Factor VIII concentrate

Nemes [13] has been successful using a model for induction of tolerance in AHA with a combination of FVIII concentrate and cyclophosphamide 200 mg/day up to a total of 2-3 g and prednisolone 100 mg/day gradually tapering off. A complete remission was obtained in 24 of 26 patients, typically in 4 weeks. Another group reported 12 patients with CR rates of 92% after 3 weekly infusions of FVIII combined with vincristine, cyclophosphamide and steroids [14]. The same group later reported six patients who were treated with vincristine, cyclophosphamide, and steroids without FVIII and found 83% remission after 1–7 courses [15]. The role of FVIII co-administered with IST is not clear, and due to high cost, not recommended.

Immunoadsorption/MBMP

Zeitler et al. [16] presented 35 patients with high titre AHA and severe bleeding, treated according to the Modified Bonn/Malmö protocol (MBMP) combining immunoadsorption, IST, IVIG and FVIII infusions. Treatment cycles (days 1-7) were repeated until clinical and laboratory response were achieved. They underwent 1) large-volume adsorption 2.5 to 3 times the total plasma volume on days 1-5, 2) IVIG 0.3 g/kg on days 5-7, 3) prednisolone 1 mg/kg and cyclophosphamide 1-2 mg/kg daily until remission, and 4) FVIII concentrate infusion in a dosage of 100 up to 200 IU/kg every 6 h which was reduced when satisfactory response was achieved. With this regimen inhibitors were undetectable rapidly within 2-4 days, FVIII concentrate was stopped with a median of 12 days and the total treatment process was completed within 12-17 days. Guidelines generally recommend MBMP as third line treatment or in case of acute surgical intervention, situations of high bypassing agent consumption and life-threatening bleedings.

Based on a later report of 20 patients suffering from less severe AH, Goldman et al. [17] argue that immunoadsorption could be considered as first line therapy. The patients with residual FVIII >1 IU/dL and/or non-transfusion requiring bleedings at first presentation received first line IST consisting of cyclophosphamide 1 mg/kg/day and/or prednisolone 1 mg/kg /day. Despite the initial non-severe presentation and recommended first line treatment, bleeding was progressive in 5 patients. They switched to the full MBMP protocol, allowing FVIII recovery to normal after median 14 apheresis sessions. In contrast to IST treated patients, disease flares during immunosuppressive tapering were not seen.

Relapse

The relapse rate after first CR was about 20 % in the 90 patients with available data in the UK surveillance study [1]. The outcome was comparable in the EACH2, where relapse was reported in 15 (18%) patients who achieved a CR with steroids alone, translating to stable CR after first-line treatment with steroid monotherapy in 68 of 142 (48%) patients. The steroid and cyclophosphamide group had a 12% relapse rate, resulting in a stable CR in 58 of 83 (70%) patients. Of note, only 1(3%) of patients reaching CR with a rituximab regimen relapsed. In GTH, relapse occurred in 15 of 62 patients (24%).

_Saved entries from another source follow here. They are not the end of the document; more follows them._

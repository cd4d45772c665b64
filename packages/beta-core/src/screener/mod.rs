//! Technical stock screener.
//!
//! Each stock's latest indicator readings are scored with simple additive
//! rules (see [`score`]), the total is mapped to a [`Rating`], and results are
//! ranked best first.

mod scoring;
mod snapshot;

pub use scoring::{score, Signal};
pub use snapshot::IndicatorSnapshot;

use crate::types::Bar;
use crate::Result;
use serde::{Deserialize, Serialize};
use std::fmt;

/// Indicator periods and rule thresholds.
#[derive(Debug, Clone, Serialize, Deserialize, PartialEq)]
#[serde(default)]
pub struct ScreenerSettings {
    pub rsi_period: usize,
    pub rsi_oversold: f64,
    pub rsi_overbought: f64,
    pub rsi_healthy_low: f64,
    pub rsi_healthy_high: f64,
    pub macd_fast: usize,
    pub macd_slow: usize,
    pub macd_signal: usize,
    pub bb_period: usize,
    pub bb_std: f64,
    pub sma_short: usize,
    pub sma_long: usize,
    pub volume_period: usize,
    pub volume_surge: f64,
    pub strong_volume_surge: f64,
}

impl Default for ScreenerSettings {
    fn default() -> Self {
        Self {
            rsi_period: 14,
            rsi_oversold: 30.0,
            rsi_overbought: 70.0,
            rsi_healthy_low: 40.0,
            rsi_healthy_high: 60.0,
            macd_fast: 12,
            macd_slow: 26,
            macd_signal: 9,
            bb_period: 20,
            bb_std: 2.0,
            sma_short: 20,
            sma_long: 50,
            volume_period: 20,
            volume_surge: 1.2,
            strong_volume_surge: 1.5,
        }
    }
}

/// Rating bucket for a score.
#[derive(Debug, Clone, Copy, Serialize, Deserialize, PartialEq, Eq, PartialOrd, Ord)]
#[serde(rename_all = "snake_case")]
pub enum Rating {
    Avoid,
    Hold,
    Buy,
    StrongBuy,
}

impl Rating {
    /// Map a score to a rating: `>= 6` strong buy, `>= 4` buy, `>= 2` hold.
    pub fn from_score(score: i32) -> Self {
        match score {
            s if s >= 6 => Rating::StrongBuy,
            s if s >= 4 => Rating::Buy,
            s if s >= 2 => Rating::Hold,
            _ => Rating::Avoid,
        }
    }
}

impl fmt::Display for Rating {
    fn fmt(&self, f: &mut fmt::Formatter<'_>) -> fmt::Result {
        f.write_str(match self {
            Rating::StrongBuy => "Strong Buy",
            Rating::Buy => "Buy",
            Rating::Hold => "Hold",
            Rating::Avoid => "Avoid",
        })
    }
}

/// Screening outcome for one stock.
#[derive(Debug, Clone, Serialize, Deserialize, PartialEq)]
pub struct ScreenResult {
    pub symbol: String,
    pub score: i32,
    pub rating: Rating,
    pub signals: Vec<Signal>,
    pub snapshot: IndicatorSnapshot,
}

/// Screen one stock from its daily bars.
pub fn screen(symbol: &str, bars: &[Bar], settings: &ScreenerSettings) -> Result<ScreenResult> {
    let snapshot = IndicatorSnapshot::from_bars(bars, settings)?;
    let (score, signals) = score(&snapshot, settings);
    Ok(ScreenResult {
        symbol: symbol.to_uppercase(),
        score,
        rating: Rating::from_score(score),
        signals,
        snapshot,
    })
}

/// Sort results by score (highest first), then by symbol.
pub fn rank(mut results: Vec<ScreenResult>) -> Vec<ScreenResult> {
    results.sort_by(|a, b| b.score.cmp(&a.score).then_with(|| a.symbol.cmp(&b.symbol)));
    results
}

#[cfg(test)]
mod tests {
    use super::*;
    use chrono::{Days, NaiveDate};

    fn bars(closes: &[f64], volumes: &[f64]) -> Vec<Bar> {
        let start = NaiveDate::from_ymd_opt(2024, 1, 1).unwrap();
        closes
            .iter()
            .zip(volumes)
            .enumerate()
            .map(|(i, (&close, &volume))| Bar {
                date: start + Days::new(i as u64),
                close,
                volume,
            })
            .collect()
    }

    fn result(symbol: &str, score: i32) -> ScreenResult {
        ScreenResult {
            symbol: symbol.to_string(),
            score,
            rating: Rating::from_score(score),
            signals: Vec::new(),
            snapshot: IndicatorSnapshot {
                close: 1.0,
                rsi: 50.0,
                macd: 0.0,
                macd_signal: 0.0,
                histogram: 0.0,
                prev_histogram: 0.0,
                sma_short: 1.0,
                sma_long: 1.0,
                bb_upper: 1.0,
                bb_lower: 1.0,
                volume_ratio: None,
            },
        }
    }

    #[test]
    fn test_rating_from_score() {
        assert_eq!(Rating::from_score(10), Rating::StrongBuy);
        assert_eq!(Rating::from_score(6), Rating::StrongBuy);
        assert_eq!(Rating::from_score(5), Rating::Buy);
        assert_eq!(Rating::from_score(4), Rating::Buy);
        assert_eq!(Rating::from_score(2), Rating::Hold);
        assert_eq!(Rating::from_score(1), Rating::Avoid);
        assert_eq!(Rating::from_score(-2), Rating::Avoid);
        assert_eq!(Rating::StrongBuy.to_string(), "Strong Buy");
    }

    #[test]
    fn test_rank_orders_by_score_then_symbol() {
        let ranked = rank(vec![
            result("TCS", 3),
            result("INFY", 7),
            result("HDFCBANK", 3),
        ]);
        let order: Vec<_> = ranked.iter().map(|r| r.symbol.as_str()).collect();
        assert_eq!(order, vec!["INFY", "HDFCBANK", "TCS"]);
    }

    #[test]
    fn test_screen_uptrend_with_volume_surge() {
        let closes: Vec<f64> = (0..60).map(|i| 100.0 + i as f64).collect();
        let mut volumes = vec![1000.0; 60];
        volumes[59] = 2000.0;

        let res = screen("reliance", &bars(&closes, &volumes), &ScreenerSettings::default())
            .unwrap();

        assert_eq!(res.symbol, "RELIANCE");
        assert!(res.signals.iter().any(|s| s.rule.starts_with("Strong volume surge")));
        assert!(res.signals.iter().any(|s| s.rule == "MACD above signal"));
        assert_eq!(res.score, res.signals.iter().map(|s| s.points).sum::<i32>());
        assert_eq!(res.rating, Rating::from_score(res.score));
    }

    #[test]
    fn test_settings_partial_deserialize() {
        let settings: ScreenerSettings = serde_json::from_str(r#"{"rsi_period": 7}"#).unwrap();
        assert_eq!(settings.rsi_period, 7);
        assert_eq!(settings.sma_long, 50);
    }
}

In the EACH2 study relapses occurred up to 14 months after stopping IST, with a median of 4 months [2]. Most of these patients achieved a second CR although some needed a long-term maintenance immunosuppression. There are no studies to support choice of treatment in case of relapse.

Recommendations for eradication therapy

First line treatment

  • Start IST as soon as possible after diagnosis in patients eligible for treatment.

  • Corticosteroids in combination with rituximab or cyclophosphamide is recommended as first line therapy.

  • Corticosteroids as monotherapy can be considered in low-risk patients with FVIII > 0.01 IU/dL and low ( < 5 BU) inhibitor titer at presentation.

  • Rituximab monotherapy as first line treatment is not recommended due to longer time to remission.

Second line treatment

  • If the patient is not in responding within 3 weeks (ongoing bleeding, no increase in FVIII) consider adding second line treatment with rituximab or cyclophosphamide, whatever option not used as first line.

Relapse

  • Repeat first line treatment with corticosteroids and consider adding other IST.

See Table 2 for overview of eradication therapy.